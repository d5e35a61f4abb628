use std::time::Duration;

use crate::animation::spec::{AnimFrame, AnimationSpec, AnimationType};
use crate::foundation::ids::{EntryId, ViewId};

/// Receiver for animator output: frames for views and lifecycle callbacks for layers.
pub(crate) trait AnimationSink {
    fn apply(&mut self, view: ViewId, frame: &AnimFrame);
    fn started(&mut self, entry: EntryId, kind: AnimationType);
    fn finished(&mut self, entry: EntryId, kind: AnimationType);
}

#[derive(Debug)]
pub(crate) struct Animator {
    entry: EntryId,
    view: ViewId,
    kind: AnimationType,
    spec: AnimationSpec,
    elapsed: Duration,
    done: bool,
}

impl Animator {
    pub(crate) fn new(entry: EntryId, view: ViewId, kind: AnimationType, spec: AnimationSpec) -> Self {
        Self {
            entry,
            view,
            kind,
            spec,
            elapsed: Duration::ZERO,
            done: false,
        }
    }

    fn finish(&mut self, sink: &mut dyn AnimationSink) {
        self.done = true;
        sink.apply(self.view, &AnimFrame::IDENTITY);
        sink.finished(self.entry, self.kind);
    }
}

/// Animations that play together and complete as one group.
#[derive(Debug, Default)]
pub(crate) struct AnimatorSet {
    animators: Vec<Animator>,
    started: bool,
}

impl AnimatorSet {
    pub(crate) fn new(animators: Vec<Animator>) -> Self {
        Self {
            animators,
            started: false,
        }
    }

    pub(crate) fn is_empty(&self) -> bool {
        self.animators.is_empty()
    }

    pub(crate) fn len(&self) -> usize {
        self.animators.len()
    }

    pub(crate) fn is_finished(&self) -> bool {
        self.started && self.animators.iter().all(|a| a.done)
    }

    /// Fire start callbacks and apply the first frame of every animator.
    pub(crate) fn start(&mut self, sink: &mut dyn AnimationSink) {
        if self.started {
            return;
        }
        self.started = true;
        for a in &mut self.animators {
            sink.started(a.entry, a.kind);
            sink.apply(a.view, &a.spec.sample(Duration::ZERO));
        }
    }

    /// Step every running animator by `dt`. Returns true once the whole group is done.
    pub(crate) fn advance(&mut self, dt: Duration, sink: &mut dyn AnimationSink) -> bool {
        self.start(sink);
        for a in self.animators.iter_mut().filter(|a| !a.done) {
            a.elapsed = a.elapsed.saturating_add(dt);
            if a.spec.progress(a.elapsed) >= 1.0 {
                a.finish(sink);
            } else {
                sink.apply(a.view, &a.spec.sample(a.elapsed));
            }
        }
        self.is_finished()
    }

    /// Jump every running animator to its end, firing finish callbacks synchronously.
    pub(crate) fn end(&mut self, sink: &mut dyn AnimationSink) {
        self.start(sink);
        for a in self.animators.iter_mut().filter(|a| !a.done) {
            a.finish(sink);
        }
    }
}

#[cfg(test)]
#[path = "../../tests/unit/animation/animator.rs"]
mod tests;
use crate::animation::spec::AnimationType;
use crate::backend::view::ViewBackend;
use crate::foundation::error::LayersResult;
use crate::stack::layer_stack::LayerStack;
use crate::transition::base::Transition;

pub(super) fn on_transition(
    t: &mut Transition,
    stack: &mut LayerStack,
    backend: &mut dyn ViewBackend,
) -> LayersResult<()> {
    // Earlier transitions may have shifted or dropped the entry since enqueue.
    let Some(index) = stack.position(t.target) else {
        tracing::warn!(id = t.target.0, "entry to remove is gone");
        return Ok(());
    };
    stack.entries[index].in_transition = true;
    t.lowest_visible = stack.lowest_visible();
    stack.entries[index].valid = false;
    t.animations = stack.entries[index].record.animations;

    let Some(lowest) = t.lowest_visible else {
        return Ok(());
    };
    if index < lowest {
        return Ok(());
    }
    stack.set_transition_state(lowest);
    t.animated = true;
    // Reveal whatever the leaving layer was hiding before animating it away.
    stack.ensure_views(backend)?;
    for i in lowest..=index {
        let kind = if i == index {
            AnimationType::UpperOut
        } else {
            AnimationType::LowerIn
        };
        t.animate_layer(stack, &*backend, i, kind)?;
    }
    Ok(())
}

pub(super) fn on_after_transition(
    t: &mut Transition,
    stack: &mut LayerStack,
    backend: &mut dyn ViewBackend,
) -> LayersResult<()> {
    if t.animated
        && let Some(lowest) = t.lowest_visible
    {
        stack.reset_transition_state(lowest);
    }
    if let Some(index) = stack.position(t.target) {
        stack.remove_layer_at(backend, index)?;
    }
    Ok(())
}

******************************

● **ASSIGNMENT**
Set every record down again exactly as written.

● **ANSWER TO THIS TASK**
repository d5e35a61f4abb628
use std::time::Duration;

use crate::animation::spec::{AnimFrame, AnimationSpec, AnimationType};
use crate::foundation::ids::{EntryId, ViewId};

/// Receiver for animator output: frames for views and lifecycle callbacks for layers.
pub(crate) trait AnimationSink {
    fn apply(&mut self, view: ViewId, frame: &AnimFrame);
    fn started(&mut self, entry: EntryId, kind: AnimationType);
    fn finished(&mut self, entry: EntryId, kind: AnimationType);
}

#[derive(Debug)]
pub(crate) struct Animator {
    entry: EntryId,
    view: ViewId,
    kind: AnimationType,
    spec: AnimationSpec,
    elapsed: Duration,
    done: bool,
}

impl Animator {
    pub(crate) fn new(entry: EntryId, view: ViewId, kind: AnimationType, spec: AnimationSpec) -> Self {
        Self {
            entry,
            view,
            kind,
            spec,
            elapsed: Duration::ZERO,
            done: false,
        }
    }

    fn finish(&mut self, sink: &mut dyn AnimationSink) {
        self.done = true;
        sink.apply(self.view, &AnimFrame::IDENTITY);
        sink.finished(self.entry, self.kind);
    }
}

/// Animations that play together and complete as one group.
#[derive(Debug, Default)]
pub(crate) struct AnimatorSet {
    animators: Vec<Animator>,
    started: bool,
}

impl AnimatorSet {
    pub(crate) fn new(animators: Vec<Animator>) -> Self {
        Self {
            animators,
            started: false,
        }
    }

    pub(crate) fn is_empty(&self) -> bool {
        self.animators.is_empty()
    }

    pub(crate) fn len(&self) -> usize {
        self.animators.len()
    }

    pub(crate) fn is_finished(&self) -> bool {
        self.started && self.animators.iter().all(|a| a.done)
    }

    /// Fire start callbacks and apply the first frame of every animator.
    pub(crate) fn start(&mut self, sink: &mut dyn AnimationSink) {
        if self.started {
            return;
        }
        self.started = true;
        for a in &mut self.animators {
            sink.started(a.entry, a.kind);
            sink.apply(a.view, &a.spec.sample(Duration::ZERO));
        }
    }

    /// Step every running animator by `dt`. Returns true once the whole group is done.
    pub(crate) fn advance(&mut self, dt: Duration, sink: &mut dyn AnimationSink) -> bool {
        self.start(sink);
        for a in self.animators.iter_mut().filter(|a| !a.done) {
            a.elapsed = a.elapsed.saturating_add(dt);
            if a.spec.progress(a.elapsed) >= 1.0 {
                a.finish(sink);
            } else {
                sink.apply(a.view, &a.spec.sample(a.elapsed));
            }
        }
        self.is_finished()
    }

    /// Jump every running animator to its end, firing finish callbacks synchronously.
    pub(crate) fn end(&mut self, sink: &mut dyn AnimationSink) {
        self.start(sink);
        for a in self.animators.iter_mut().filter(|a| !a.done) {
            a.finish(sink);
        }
    }
}

#[cfg(test)]
#[path = "../../tests/unit/animation/animator.rs"]
mod tests;
use crate::animation::spec::AnimationType;
use crate::backend::view::ViewBackend;
use crate::foundation::error::LayersResult;
use crate::stack::layer_stack::LayerStack;
use crate::transition::base::Transition;

pub(super) fn on_transition(
    t: &mut Transition,
    stack: &mut LayerStack,
    backend: &mut dyn ViewBackend,
) -> LayersResult<()> {
    // Earlier transitions may have shifted or dropped the entry since enqueue.
    let Some(index) = stack.position(t.target) else {
        tracing::warn!(id = t.target.0, "entry to remove is gone");
        return Ok(());
    };
    stack.entries[index].in_transition = true;
    t.lowest_visible = stack.lowest_visible();
    stack.entries[index].valid = false;
    t.animations = stack.entries[index].record.animations;

    let Some(lowest) = t.lowest_visible else {
        return Ok(());
    };
    if index < lowest {
        return Ok(());
    }
    stack.set_transition_state(lowest);
    t.animated = true;
    // Reveal whatever the leaving layer was hiding before animating it away.
    stack.ensure_views(backend)?;
    for i in lowest..=index {
        let kind = if i == index {
            AnimationType::UpperOut
        } else {
            AnimationType::LowerIn
        };
        t.animate_layer(stack, &*backend, i, kind)?;
    }
    Ok(())
}

pub(super) fn on_after_transition(
    t: &mut Transition,
    stack: &mut LayerStack,
    backend: &mut dyn ViewBackend,
) -> LayersResult<()> {
    if t.animated
        && let Some(lowest) = t.lowest_visible
    {
        stack.reset_transition_state(lowest);
    }
    if let Some(index) = stack.position(t.target) {
        stack.remove_layer_at(backend, index)?;
    }
    Ok(())
}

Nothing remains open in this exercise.